> **Aim of the exercise**:
Output, without alteration, the first line of the entries and each line after it, stopping with the line that contains "value reads as".

> **Data**:

┄┄┄┄┄┄┄┄┄┄

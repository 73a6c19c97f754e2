//! etcd leader store.
//!
//! `initialize_leader` runs one transaction: if `version(key) == 0` then put.
//! The version counter resets to zero when a key is deleted, so a deleted
//! leader key can be initialized again. A key holding an empty value reads as
//! "no leader".

use std::{fmt, time::Duration};

use async_trait::async_trait;
use etcd_client::{
    Certificate, Client, Compare, CompareOp, ConnectOptions, Identity, TlsOptions, Txn, TxnOp,
};
use peerdisco_types::{ClientStats, KeyScheme, LeaderKey, LeaderRecord};
use snafu::ResultExt;
use tracing::debug;

use super::{decode_record, encode_record};
use crate::{
    client::{DiscoveryClient, LeaderStore},
    config::{EtcdConfig, TlsConfig, read_file},
    error::{EtcdSnafu, KeySnafu, Result},
};

/// Mode tag reported by [`EtcdStore`].
pub const MODE: &str = "etcd-kv";

/// Minimal etcd KV surface used by [`EtcdStore`].
#[async_trait]
pub trait EtcdKv: Send + Sync {
    /// Returns the configured endpoints, for diagnostics.
    fn endpoints(&self) -> &[String];

    /// Reads the raw value at `key`. Returns `None` if the key does not exist.
    async fn get(&self, key: &str) -> Result<Option<Vec<u8>>>;

    /// Writes `value` at `key` unconditionally.
    async fn put(&self, key: &str, value: Vec<u8>) -> Result<()>;

    /// Writes `value` at `key` in one transaction guarded by
    /// `version(key) == version`. Returns whether the transaction committed.
    async fn put_if_version(&self, key: &str, value: Vec<u8>, version: i64) -> Result<bool>;
}

/// [`EtcdKv`] over the etcd gRPC API.
#[derive(Clone)]
pub struct GrpcEtcdKv {
    client: Client,
    endpoints: Vec<String>,
}

impl GrpcEtcdKv {
    /// Connects to the configured endpoints.
    ///
    /// # Errors
    ///
    /// Returns `DiscoError::Config` if the configuration is invalid,
    /// `DiscoError::Io` if TLS material cannot be read, or
    /// `DiscoError::Etcd` if the connection fails.
    pub async fn connect(config: &EtcdConfig) -> Result<Self> {
        config.validate()?;

        let mut options = ConnectOptions::new();
        if let Some((user, password)) = config.credentials() {
            options = options.with_user(user, password);
        }
        if let Some(ms) = config.connect_timeout_ms() {
            options = options.with_connect_timeout(Duration::from_millis(ms));
        }
        if let Some(tls) = config.tls() {
            options = options.with_tls(tls_options(tls)?);
        }

        let endpoints = config.endpoints().to_vec();
        let client = Client::connect(&endpoints, Some(options)).await.context(EtcdSnafu)?;
        debug!(endpoints = ?endpoints, "Connected to etcd");
        Ok(Self { client, endpoints })
    }
}

fn tls_options(tls: &TlsConfig) -> Result<TlsOptions> {
    let mut options = TlsOptions::new();
    let ca_certificates = tls.read_ca_certificates()?;
    if !ca_certificates.is_empty() {
        options = options.ca_certificate(Certificate::from_pem(ca_certificates.join(&b'\n')));
    }
    if let (Some(cert_file), Some(key_file)) = (&tls.cert_file, &tls.key_file) {
        options = options.identity(Identity::from_pem(read_file(cert_file)?, read_file(key_file)?));
    }
    if let Some(domain) = &tls.domain {
        options = options.domain_name(domain.clone());
    }
    Ok(options)
}

impl fmt::Debug for GrpcEtcdKv {
    fn fmt(&self, f: &mut fmt::Formatter<'_>) -> fmt::Result {
        f.debug_struct("GrpcEtcdKv").field("endpoints", &self.endpoints).finish_non_exhaustive()
    }
}

#[async_trait]
impl EtcdKv for GrpcEtcdKv {
    fn endpoints(&self) -> &[String] {
        &self.endpoints
    }

    async fn get(&self, key: &str) -> Result<Option<Vec<u8>>> {
        let resp = self.client.kv_client().get(key, None).await.context(EtcdSnafu)?;
        Ok(resp.kvs().first().map(|kv| kv.value().to_vec()))
    }

    async fn put(&self, key: &str, value: Vec<u8>) -> Result<()> {
        self.client.kv_client().put(key, value, None).await.context(EtcdSnafu)?;
        Ok(())
    }

    async fn put_if_version(&self, key: &str, value: Vec<u8>, version: i64) -> Result<bool> {
        let txn = Txn::new()
            .when([Compare::version(key, CompareOp::Equal, version)])
            .and_then([TxnOp::put(key, value, None)]);
        let resp = self.client.kv_client().txn(txn).await.context(EtcdSnafu)?;
        Ok(resp.succeeded())
    }
}

/// Leader store on etcd.
pub struct EtcdStore<K = GrpcEtcdKv> {
    kv: K,
    key: LeaderKey,
}

impl EtcdStore {
    /// Connects to etcd and creates a store for `group`.
    ///
    /// # Errors
    ///
    /// Returns `DiscoError::Key` if `group` is empty, or any error from
    /// [`GrpcEtcdKv::connect`].
    pub async fn connect(group: &str, config: &EtcdConfig) -> Result<Self> {
        let scheme = KeyScheme::new(config.key_prefix());
        // Reject a bad group before opening a connection.
        let key = scheme.leader_key(group).context(KeySnafu)?;
        let kv = GrpcEtcdKv::connect(config).await?;
        Ok(Self { kv, key })
    }
}

impl<K: EtcdKv> EtcdStore<K> {
    /// Creates a store for `group` on top of an existing KV client.
    ///
    /// # Errors
    ///
    /// Returns `DiscoError::Key` if `group` is empty.
    pub fn with_kv(group: &str, kv: K, scheme: KeyScheme) -> Result<Self> {
        let key = scheme.leader_key(group).context(KeySnafu)?;
        Ok(Self { kv, key })
    }

    /// Returns the leader key this store reads and writes.
    #[must_use]
    pub fn leader_key(&self) -> &LeaderKey {
        &self.key
    }

    /// Returns the underlying KV client.
    #[must_use]
    pub fn kv(&self) -> &K {
        &self.kv
    }
}

impl<K> fmt::Debug for EtcdStore<K> {
    fn fmt(&self, f: &mut fmt::Formatter<'_>) -> fmt::Result {
        f.debug_struct("EtcdStore").field("key", &self.key).finish_non_exhaustive()
    }
}

impl<K> fmt::Display for EtcdStore<K> {
    fn fmt(&self, f: &mut fmt::Formatter<'_>) -> fmt::Result {
        f.write_str(MODE)
    }
}

impl<K: EtcdKv> DiscoveryClient for EtcdStore<K> {
    fn mode(&self) -> &'static str {
        MODE
    }

    fn stats(&self) -> ClientStats {
        ClientStats::new(MODE)
            .with_target("key", self.key.group())
            .with_target("leader_key", self.key.as_str())
            .with_target("endpoints", self.kv.endpoints())
    }
}

#[async_trait]
impl<K: EtcdKv> LeaderStore for EtcdStore<K> {
    async fn get_leader(&self) -> Result<Option<LeaderRecord>> {
        let key = self.key.as_str();
        match self.kv.get(key).await? {
            Some(bytes) if !bytes.is_empty() => decode_record(key, &bytes).map(Some),
            _ => Ok(None),
        }
    }

    async fn initialize_leader(&self, record: &LeaderRecord) -> Result<bool> {
        let key = self.key.as_str();
        let value = encode_record(key, record)?;
        let succeeded = self.kv.put_if_version(key, value, 0).await?;
        debug!(key, id = %record.id, succeeded, "Initialize leader");
        Ok(succeeded)
    }

    async fn set_leader(&self, record: &LeaderRecord) -> Result<()> {
        let key = self.key.as_str();
        let value = encode_record(key, record)?;
        self.kv.put(key, value).await?;
        debug!(key, id = %record.id, "Set leader");
        Ok(())
    }
}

┄┄┄┄┄┄┄┄┄┄

> **Expected answer**:
repository 73a6c19c97f754e2
//! etcd leader store.
//!
//! `initialize_leader` runs one transaction: if `version(key) == 0` then put.
//! The version counter resets to zero when a key is deleted, so a deleted
//! leader key can be initialized again. A key holding an empty value reads as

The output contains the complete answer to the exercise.